▸ What is needed:
From the entries below, copy every line where the string "ToggleIcon" appears.

___ Records to process ___

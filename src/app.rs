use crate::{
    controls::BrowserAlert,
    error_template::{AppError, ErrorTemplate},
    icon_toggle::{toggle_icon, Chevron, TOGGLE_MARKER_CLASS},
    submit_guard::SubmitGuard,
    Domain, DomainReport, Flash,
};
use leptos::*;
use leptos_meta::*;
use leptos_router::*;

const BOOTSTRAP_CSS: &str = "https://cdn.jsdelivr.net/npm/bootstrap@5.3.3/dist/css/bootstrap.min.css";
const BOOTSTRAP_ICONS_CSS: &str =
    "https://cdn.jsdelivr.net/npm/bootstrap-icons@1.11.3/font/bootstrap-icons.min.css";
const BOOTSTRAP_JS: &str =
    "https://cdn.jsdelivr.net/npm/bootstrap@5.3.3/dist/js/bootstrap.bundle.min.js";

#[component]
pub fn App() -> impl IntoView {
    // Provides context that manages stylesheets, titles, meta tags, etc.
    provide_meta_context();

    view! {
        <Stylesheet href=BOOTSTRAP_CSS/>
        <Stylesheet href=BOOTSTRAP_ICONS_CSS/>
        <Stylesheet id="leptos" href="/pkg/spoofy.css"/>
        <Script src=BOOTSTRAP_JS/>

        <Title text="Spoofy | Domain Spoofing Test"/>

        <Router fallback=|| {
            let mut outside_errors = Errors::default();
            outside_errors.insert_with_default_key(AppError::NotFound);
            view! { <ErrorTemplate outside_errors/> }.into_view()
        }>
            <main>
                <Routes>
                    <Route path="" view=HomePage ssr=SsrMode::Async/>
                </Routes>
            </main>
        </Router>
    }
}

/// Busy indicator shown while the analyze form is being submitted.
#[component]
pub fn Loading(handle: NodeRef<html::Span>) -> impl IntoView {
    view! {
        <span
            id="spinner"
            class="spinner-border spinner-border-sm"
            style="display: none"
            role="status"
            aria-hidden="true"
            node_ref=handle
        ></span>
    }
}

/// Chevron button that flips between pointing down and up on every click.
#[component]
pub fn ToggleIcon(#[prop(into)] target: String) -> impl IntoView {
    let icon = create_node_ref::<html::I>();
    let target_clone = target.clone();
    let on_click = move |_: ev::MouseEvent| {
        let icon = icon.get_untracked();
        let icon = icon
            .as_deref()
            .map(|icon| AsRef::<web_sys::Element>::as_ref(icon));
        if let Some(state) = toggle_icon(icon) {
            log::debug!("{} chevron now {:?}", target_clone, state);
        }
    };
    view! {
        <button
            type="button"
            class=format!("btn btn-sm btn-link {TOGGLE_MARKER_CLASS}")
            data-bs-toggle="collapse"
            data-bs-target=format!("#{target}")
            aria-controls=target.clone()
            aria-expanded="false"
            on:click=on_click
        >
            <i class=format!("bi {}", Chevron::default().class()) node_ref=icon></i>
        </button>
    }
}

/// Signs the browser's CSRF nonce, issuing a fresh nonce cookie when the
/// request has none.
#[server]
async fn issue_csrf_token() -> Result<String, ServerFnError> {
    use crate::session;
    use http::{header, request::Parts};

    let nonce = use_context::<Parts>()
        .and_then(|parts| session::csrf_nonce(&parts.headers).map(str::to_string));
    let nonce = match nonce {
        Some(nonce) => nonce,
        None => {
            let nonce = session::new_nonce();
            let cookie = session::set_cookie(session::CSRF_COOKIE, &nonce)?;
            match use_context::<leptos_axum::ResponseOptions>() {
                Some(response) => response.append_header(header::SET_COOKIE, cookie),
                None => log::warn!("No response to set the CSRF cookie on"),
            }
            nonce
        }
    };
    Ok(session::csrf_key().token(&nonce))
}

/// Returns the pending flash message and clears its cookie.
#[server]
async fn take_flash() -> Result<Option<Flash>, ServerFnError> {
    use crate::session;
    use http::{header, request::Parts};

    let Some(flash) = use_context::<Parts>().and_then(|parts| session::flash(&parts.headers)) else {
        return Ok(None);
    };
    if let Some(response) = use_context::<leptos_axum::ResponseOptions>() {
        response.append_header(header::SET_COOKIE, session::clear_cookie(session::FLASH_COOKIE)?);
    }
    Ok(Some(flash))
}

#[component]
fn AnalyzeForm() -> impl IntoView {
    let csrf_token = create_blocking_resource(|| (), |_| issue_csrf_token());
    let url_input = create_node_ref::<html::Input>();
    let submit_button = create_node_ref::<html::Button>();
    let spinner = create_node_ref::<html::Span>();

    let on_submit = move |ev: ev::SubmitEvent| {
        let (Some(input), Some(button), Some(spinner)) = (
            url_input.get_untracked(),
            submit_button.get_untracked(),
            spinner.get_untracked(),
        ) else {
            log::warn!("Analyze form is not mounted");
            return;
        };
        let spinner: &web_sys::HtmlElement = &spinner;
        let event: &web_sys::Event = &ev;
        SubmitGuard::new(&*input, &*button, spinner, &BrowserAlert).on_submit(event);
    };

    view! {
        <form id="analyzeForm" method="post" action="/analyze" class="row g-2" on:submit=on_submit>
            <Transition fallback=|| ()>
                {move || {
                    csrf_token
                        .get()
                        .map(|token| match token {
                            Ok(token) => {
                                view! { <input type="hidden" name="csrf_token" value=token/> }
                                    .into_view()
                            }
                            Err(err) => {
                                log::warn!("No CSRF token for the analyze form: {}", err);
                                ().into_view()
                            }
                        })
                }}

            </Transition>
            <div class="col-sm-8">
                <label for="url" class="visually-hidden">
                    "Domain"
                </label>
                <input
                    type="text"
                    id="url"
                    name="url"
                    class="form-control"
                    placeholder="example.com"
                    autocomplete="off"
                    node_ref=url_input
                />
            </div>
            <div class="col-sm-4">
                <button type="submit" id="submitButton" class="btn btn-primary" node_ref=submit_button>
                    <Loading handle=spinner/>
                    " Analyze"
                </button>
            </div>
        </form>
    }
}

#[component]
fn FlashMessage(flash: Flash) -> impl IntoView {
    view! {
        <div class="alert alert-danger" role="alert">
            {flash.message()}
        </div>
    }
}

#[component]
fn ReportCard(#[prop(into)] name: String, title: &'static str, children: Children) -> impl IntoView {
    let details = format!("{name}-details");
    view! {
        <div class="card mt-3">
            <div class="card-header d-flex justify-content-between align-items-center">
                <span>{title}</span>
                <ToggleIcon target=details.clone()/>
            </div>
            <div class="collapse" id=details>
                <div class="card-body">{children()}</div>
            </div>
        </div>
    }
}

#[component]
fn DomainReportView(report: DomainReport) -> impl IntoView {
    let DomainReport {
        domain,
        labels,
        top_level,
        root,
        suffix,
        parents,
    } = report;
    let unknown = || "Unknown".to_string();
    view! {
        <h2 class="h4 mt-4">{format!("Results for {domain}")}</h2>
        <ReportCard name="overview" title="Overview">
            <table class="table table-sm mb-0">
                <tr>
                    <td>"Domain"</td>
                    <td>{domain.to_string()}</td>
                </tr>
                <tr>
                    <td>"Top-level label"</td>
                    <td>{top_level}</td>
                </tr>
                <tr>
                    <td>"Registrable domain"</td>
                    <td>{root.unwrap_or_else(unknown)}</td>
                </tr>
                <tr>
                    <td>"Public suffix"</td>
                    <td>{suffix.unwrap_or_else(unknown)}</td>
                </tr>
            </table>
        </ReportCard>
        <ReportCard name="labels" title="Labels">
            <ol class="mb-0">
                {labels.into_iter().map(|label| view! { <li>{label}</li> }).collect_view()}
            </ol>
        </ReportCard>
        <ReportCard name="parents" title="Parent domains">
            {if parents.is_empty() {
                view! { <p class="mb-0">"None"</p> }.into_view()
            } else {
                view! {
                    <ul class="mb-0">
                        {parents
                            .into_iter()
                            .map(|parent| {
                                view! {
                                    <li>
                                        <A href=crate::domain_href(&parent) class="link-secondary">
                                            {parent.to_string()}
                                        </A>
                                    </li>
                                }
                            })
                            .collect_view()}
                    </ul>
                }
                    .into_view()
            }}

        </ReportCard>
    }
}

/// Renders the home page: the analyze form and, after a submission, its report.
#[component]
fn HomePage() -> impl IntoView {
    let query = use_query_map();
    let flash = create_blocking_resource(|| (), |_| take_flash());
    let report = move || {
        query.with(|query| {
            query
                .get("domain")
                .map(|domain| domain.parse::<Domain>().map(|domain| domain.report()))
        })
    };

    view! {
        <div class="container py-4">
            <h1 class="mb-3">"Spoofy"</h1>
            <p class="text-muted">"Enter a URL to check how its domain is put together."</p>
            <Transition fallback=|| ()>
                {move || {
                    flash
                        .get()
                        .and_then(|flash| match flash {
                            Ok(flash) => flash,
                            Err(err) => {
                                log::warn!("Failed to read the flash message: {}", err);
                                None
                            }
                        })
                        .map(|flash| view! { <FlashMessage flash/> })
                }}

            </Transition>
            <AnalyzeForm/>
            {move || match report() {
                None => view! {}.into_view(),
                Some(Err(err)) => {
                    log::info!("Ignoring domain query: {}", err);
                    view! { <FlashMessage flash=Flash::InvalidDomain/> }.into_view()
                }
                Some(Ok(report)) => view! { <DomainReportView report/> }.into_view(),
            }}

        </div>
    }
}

___
___ Records to process ___

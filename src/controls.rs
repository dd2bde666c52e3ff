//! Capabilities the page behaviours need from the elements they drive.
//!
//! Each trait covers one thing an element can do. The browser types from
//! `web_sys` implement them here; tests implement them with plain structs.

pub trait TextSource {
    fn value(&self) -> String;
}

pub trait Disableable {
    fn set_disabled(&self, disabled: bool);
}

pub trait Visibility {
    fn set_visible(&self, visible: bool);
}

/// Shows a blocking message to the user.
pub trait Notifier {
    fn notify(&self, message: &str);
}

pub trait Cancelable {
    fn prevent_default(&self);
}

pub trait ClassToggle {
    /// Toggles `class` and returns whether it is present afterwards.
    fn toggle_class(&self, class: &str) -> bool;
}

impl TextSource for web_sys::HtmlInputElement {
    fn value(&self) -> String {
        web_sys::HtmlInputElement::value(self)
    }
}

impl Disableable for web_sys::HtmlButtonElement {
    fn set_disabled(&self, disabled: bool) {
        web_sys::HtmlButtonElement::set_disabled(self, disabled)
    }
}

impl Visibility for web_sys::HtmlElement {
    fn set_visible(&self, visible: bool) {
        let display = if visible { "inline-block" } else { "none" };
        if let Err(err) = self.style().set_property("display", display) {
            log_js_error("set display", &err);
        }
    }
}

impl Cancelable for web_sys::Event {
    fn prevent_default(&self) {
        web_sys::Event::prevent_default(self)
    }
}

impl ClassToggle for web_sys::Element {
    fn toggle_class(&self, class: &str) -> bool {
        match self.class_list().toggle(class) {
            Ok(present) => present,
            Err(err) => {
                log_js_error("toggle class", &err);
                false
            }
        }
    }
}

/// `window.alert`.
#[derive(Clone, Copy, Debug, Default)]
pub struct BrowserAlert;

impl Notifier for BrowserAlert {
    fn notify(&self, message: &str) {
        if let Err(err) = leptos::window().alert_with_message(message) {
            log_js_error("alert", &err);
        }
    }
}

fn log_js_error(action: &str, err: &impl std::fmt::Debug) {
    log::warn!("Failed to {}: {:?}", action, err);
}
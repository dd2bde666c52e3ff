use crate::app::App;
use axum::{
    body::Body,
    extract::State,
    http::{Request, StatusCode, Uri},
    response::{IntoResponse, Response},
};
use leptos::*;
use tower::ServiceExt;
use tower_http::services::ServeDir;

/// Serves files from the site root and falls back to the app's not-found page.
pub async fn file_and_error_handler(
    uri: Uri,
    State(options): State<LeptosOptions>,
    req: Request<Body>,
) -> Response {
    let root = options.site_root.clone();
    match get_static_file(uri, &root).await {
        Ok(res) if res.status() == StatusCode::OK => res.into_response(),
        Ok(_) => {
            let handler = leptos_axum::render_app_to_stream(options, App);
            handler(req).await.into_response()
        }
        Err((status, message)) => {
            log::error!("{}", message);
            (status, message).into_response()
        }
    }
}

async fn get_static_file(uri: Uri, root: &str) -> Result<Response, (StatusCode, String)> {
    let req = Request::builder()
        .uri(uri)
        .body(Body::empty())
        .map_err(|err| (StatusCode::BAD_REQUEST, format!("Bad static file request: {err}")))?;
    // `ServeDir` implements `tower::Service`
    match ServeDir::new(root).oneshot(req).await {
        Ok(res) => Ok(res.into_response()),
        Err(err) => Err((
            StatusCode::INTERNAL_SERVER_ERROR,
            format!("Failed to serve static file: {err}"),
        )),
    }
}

___

▸ Task response:
pub fn ToggleIcon(#[prop(into)] target: String) -> impl IntoView {
                <ToggleIcon target=details.clone()/>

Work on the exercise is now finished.